Child custody and unmarried parents

When two people aren’t married, but they have a child together, the mother will usually receive sole physical custody automatically. In fact, it’s rare that a father could win a child custody case over a mother in these circumstances. The child will most likely live with the mother full time unless the mother agrees to other circumstances.

However, the father can usually take action to receive — at the very least — visitation rights, even if the mother doesn’t agree. Courts in New Jersey primarily believe that the children are best-served when they can spend a generous and regular amount of time with the non-custodial parent.

It’s a good idea for unmarried fathers to be present during the birth

Fathers may want to be present at the hospital for the birth of their child if the mother agrees.
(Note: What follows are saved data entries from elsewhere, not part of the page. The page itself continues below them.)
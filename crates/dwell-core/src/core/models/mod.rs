//! # Core Models Module
//!
//! Fundamental data structures for representing the sampling ensemble.
//!
//! ## Overview
//!
//! The dynamics engine requires a chain/residue/particle topology even when
//! the particles are abstract, non-interacting samplers. These models keep
//! that bookkeeping honest without pretending there is chemistry involved:
//!
//! - [`ids`] - Stable slot-map identifier types for particles, residues, and chains
//! - [`element`] - Placeholder element bookkeeping mandated by the engine schema
//! - [`particle`] - Individual particle state: mass, position, velocity
//! - [`residue`] / [`chain`] - Placeholder grouping layers
//! - [`system`] - The complete [`system::ParticleSystem`] container
//!
//! ## Usage
//!
//! ```
//! use dwellmd::core::models::{particle::Particle, system::ParticleSystem};
//! use nalgebra::Point3;
//!
//! let mut system = ParticleSystem::new();
//! let chain_id = system.add_chain('A').unwrap();
//! let residue_id = system.add_residue(chain_id, 1, "SMP").unwrap();
//!
//! let particle = Particle::new("P1", residue_id, 1.0, Point3::origin());
//! system.add_particle_to_residue(residue_id, particle).unwrap();
//! ```

pub mod chain;
pub mod element;
pub mod ids;
pub mod particle;
pub mod residue;
pub mod system;
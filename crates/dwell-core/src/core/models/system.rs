use super::chain::Chain;
use super::ids::{ChainId, ParticleId, ResidueId};
use super::particle::Particle;
use super::residue::Residue;
use nalgebra::Point3;
use slotmap::SlotMap;
use std::collections::HashMap;

/// Represents the complete ensemble of sampling particles and their topology.
///
/// This struct is the central data structure for a sampling run. It stores
/// chains, residues, and particles in slot maps for stable IDs, and keeps
/// lookup maps so callers can resolve chains by character ID and residues
/// by (chain, number). The topology is a bookkeeping placeholder required
/// by the dynamics-engine schema; the physics only ever touches particle
/// positions, velocities, and masses.
#[derive(Debug, Clone, Default)]
pub struct ParticleSystem {
    particles: SlotMap<ParticleId, Particle>,
    residues: SlotMap<ResidueId, Residue>,
    chains: SlotMap<ChainId, Chain>,
    residue_id_map: HashMap<(ChainId, isize), ResidueId>,
    chain_id_map: HashMap<char, ChainId>,
}

impl ParticleSystem {
    /// Creates a new, empty particle system.
    pub fn new() -> Self {
        Self::default()
    }

    /// Adds a chain with the given character identifier.
    ///
    /// # Return
    ///
    /// Returns the new chain's ID, or `None` if a chain with that
    /// identifier already exists.
    pub fn add_chain(&mut self, id: char) -> Option<ChainId> {
        if self.chain_id_map.contains_key(&id) {
            return None;
        }
        let chain_id = self.chains.insert(Chain::new(id));
        self.chain_id_map.insert(id, chain_id);
        Some(chain_id)
    }

    /// Adds a residue to an existing chain.
    ///
    /// # Arguments
    ///
    /// * `chain_id` - The ID of the parent chain.
    /// * `number` - The residue sequence number within the chain.
    /// * `name` - The residue name.
    ///
    /// # Return
    ///
    /// Returns the new residue's ID, or `None` if the chain does not exist
    /// or already holds a residue with that number.
    pub fn add_residue(&mut self, chain_id: ChainId, number: isize, name: &str) -> Option<ResidueId> {
        if !self.chains.contains_key(chain_id) {
            return None;
        }
        if self.residue_id_map.contains_key(&(chain_id, number)) {
            return None;
        }
        let residue_id = self.residues.insert(Residue::new(number, name, chain_id));
        self.residue_id_map.insert((chain_id, number), residue_id);
        self.chains[chain_id].add_residue(residue_id);
        Some(residue_id)
    }

    /// Adds a particle to an existing residue.
    ///
    /// The particle's `residue_id` field is overwritten with `residue_id`
    /// so the back-reference always matches the owning residue.
    ///
    /// # Return
    ///
    /// Returns the new particle's ID, or `None` if the residue does not exist.
    pub fn add_particle_to_residue(
        &mut self,
        residue_id: ResidueId,
        mut particle: Particle,
    ) -> Option<ParticleId> {
        if !self.residues.contains_key(residue_id) {
            return None;
        }
        particle.residue_id = residue_id;
        let name = particle.name.clone();
        let particle_id = self.particles.insert(particle);
        self.residues[residue_id].add_particle(&name, particle_id);
        Some(particle_id)
    }

    /// Retrieves an immutable reference to a particle by its ID.
    pub fn particle(&self, id: ParticleId) -> Option<&Particle> {
        self.particles.get(id)
    }

    /// Retrieves a mutable reference to a particle by its ID.
    pub fn particle_mut(&mut self, id: ParticleId) -> Option<&mut Particle> {
        self.particles.get_mut(id)
    }

    /// Retrieves an immutable reference to a residue by its ID.
    pub fn residue(&self, id: ResidueId) -> Option<&Residue> {
        self.residues.get(id)
    }

    /// Retrieves an immutable reference to a chain by its ID.
    pub fn chain(&self, id: ChainId) -> Option<&Chain> {
        self.chains.get(id)
    }

    /// Finds a chain ID by its character identifier.
    pub fn find_chain_by_id(&self, id: char) -> Option<ChainId> {
        self.chain_id_map.get(&id).copied()
    }

    /// Finds a residue ID by its parent chain and sequence number.
    pub fn find_residue_by_number(&self, chain_id: ChainId, number: isize) -> Option<ResidueId> {
        self.residue_id_map.get(&(chain_id, number)).copied()
    }

    /// Returns an iterator over all particles in the system.
    pub fn particles_iter(&self) -> impl Iterator<Item = (ParticleId, &Particle)> {
        self.particles.iter()
    }

    /// Returns a mutable iterator over all particles in the system.
    pub fn particles_iter_mut(&mut self) -> impl Iterator<Item = (ParticleId, &mut Particle)> {
        self.particles.iter_mut()
    }

    /// Returns the number of particles in the system.
    pub fn particle_count(&self) -> usize {
        self.particles.len()
    }

    /// Collects the current particle positions in residue insertion order.
    ///
    /// Order matters: the dynamics engine indexes particles by registration
    /// order, which the driver keeps identical to insertion order here.
    pub fn positions(&self) -> Vec<Point3<f64>> {
        self.residues
            .values()
            .flat_map(|residue| residue.particles())
            .map(|&id| self.particles[id].position)
            .collect()
    }

    /// Writes back particle positions in residue insertion order.
    ///
    /// # Return
    ///
    /// Returns `false` if `positions` does not match the particle count.
    pub fn set_positions(&mut self, positions: &[Point3<f64>]) -> bool {
        if positions.len() != self.particles.len() {
            return false;
        }
        let ids: Vec<ParticleId> = self
            .residues
            .values()
            .flat_map(|residue| residue.particles())
            .copied()
            .collect();
        for (id, position) in ids.into_iter().zip(positions) {
            self.particles[id].position = *position;
        }
        true
    }
}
While the mother may prefer the father to wait outside the birthing room, if the father is there for the birth, he will be able to lend his support and be there for the momentous occasion of the birth of his child. Being present for the birth will also allow the fathers to sign the birth certificate when it’s time. Having his name on the birth certificate will establish the father’s paternity while helping to secure the father’s shared parenting rights.
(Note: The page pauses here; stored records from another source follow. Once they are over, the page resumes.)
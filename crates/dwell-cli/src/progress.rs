use dwellmd::engine::progress::{Progress, ProgressCallback};
use indicatif::{ProgressBar, ProgressState, ProgressStyle};
use std::sync::{Arc, Mutex};
use std::time::Duration;
use tracing::warn;

const SPINNER_TICK_MS: u64 = 80;

/// Maps library progress events onto a single reusable indicatif bar:
/// workflow phases show a spinner, the sampling loop shows a bar.
#[derive(Clone)]
pub struct CliProgressHandler {
    pb: Arc<Mutex<ProgressBar>>,
}

impl CliProgressHandler {
    pub fn new() -> Self {
        let pb = ProgressBar::new(0)
            .with_style(Self::spinner_style())
            .with_message("Initializing...");
        pb.set_draw_target(indicatif::ProgressDrawTarget::stderr());
        pb.disable_steady_tick();
        pb.finish_and_clear();

        Self {
            pb: Arc::new(Mutex::new(pb)),
        }
    }

    pub fn get_callback(&self) -> ProgressCallback<'static> {
        let pb_clone = self.pb.clone();

        Box::new(move |progress: Progress| {
            let Ok(pb_guard) = pb_clone.lock() else {
                warn!("Progress bar mutex was poisoned. Cannot update progress.");
                return;
            };

            match progress {
                Progress::PhaseStart { name } => {
                    pb_guard.reset();
                    pb_guard.set_length(0);
                    pb_guard.set_style(Self::spinner_style());
                    pb_guard.enable_steady_tick(Duration::from_millis(SPINNER_TICK_MS));
                    pb_guard.set_message(name.to_string());
                }
                Progress::PhaseFinish => {
                    pb_guard.disable_steady_tick();
                    pb_guard.finish_with_message("✓ Done");
                }
                Progress::LoopStart { total_iterations } => {
                    pb_guard.disable_steady_tick();
                    pb_guard.reset();
                    pb_guard.set_length(total_iterations);
                    pb_guard.set_position(0);
                    pb_guard.set_style(Self::bar_style());
                    pb_guard.set_message("Sampling");
                }
                Progress::IterationBatch { completed } => {
                    pb_guard.set_position(completed);
                }
                Progress::LoopFinish => {
                    if pb_guard.position() < pb_guard.length().unwrap_or(0) {
                        pb_guard.set_position(pb_guard.length().unwrap_or(0));
                    }
                    pb_guard.finish();
                }
                Progress::Message(msg) => {
                    if !pb_guard.is_finished() {
                        pb_guard.println(format!("  {}", msg));
                    } else {
                        pb_guard.set_message(msg);
                    }
                }
            }
        })
    }

    fn spinner_style() -> ProgressStyle {
        ProgressStyle::with_template("{spinner:.green} {msg}")
            .expect("Failed to create spinner style template")
    }

    fn bar_style() -> ProgressStyle {
        ProgressStyle::with_template("{msg:<12} [{bar:40.cyan/blue}] {pos}/{len} ({eta})")
            .expect("Failed to create bar style template")
            .with_key(
                "eta",
                |state: &ProgressState, w: &mut dyn std::fmt::Write| {
                    write!(w, "{:.1}s", state.eta().as_secs_f64()).unwrap()
                },
            )
            .progress_chars("##-")
    }
}

impl Default for CliProgressHandler {
    fn default() -> Self {
        Self::new()
    }
}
What if the mother has the baby without the father’s knowledge?

Sometimes a mother will become pregnant and try to give birth to the baby without the father’s knowledge. In these circumstances, if the father finds out, he may have a difficult time getting the mother to let him establish paternity and receive visitation rights. However, fathers will have the option of proving paternity through a court process that involves a DNA test.
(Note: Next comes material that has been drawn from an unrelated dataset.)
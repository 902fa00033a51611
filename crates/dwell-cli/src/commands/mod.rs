pub mod run;
pub mod surface;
Fathers who prove their paternity will usually be able to receive parental rights, including the ability to visit their child or children. However, if the mother of the child is already married, child custody will go automatically to the mother’s spouse, and it might not be possible for the biological father to obtain custody via a court action.

Are you trying to establish paternity? You may want to investigate what New Jersey family law says about your situation to determine the best strategies available to achieve your family law goals.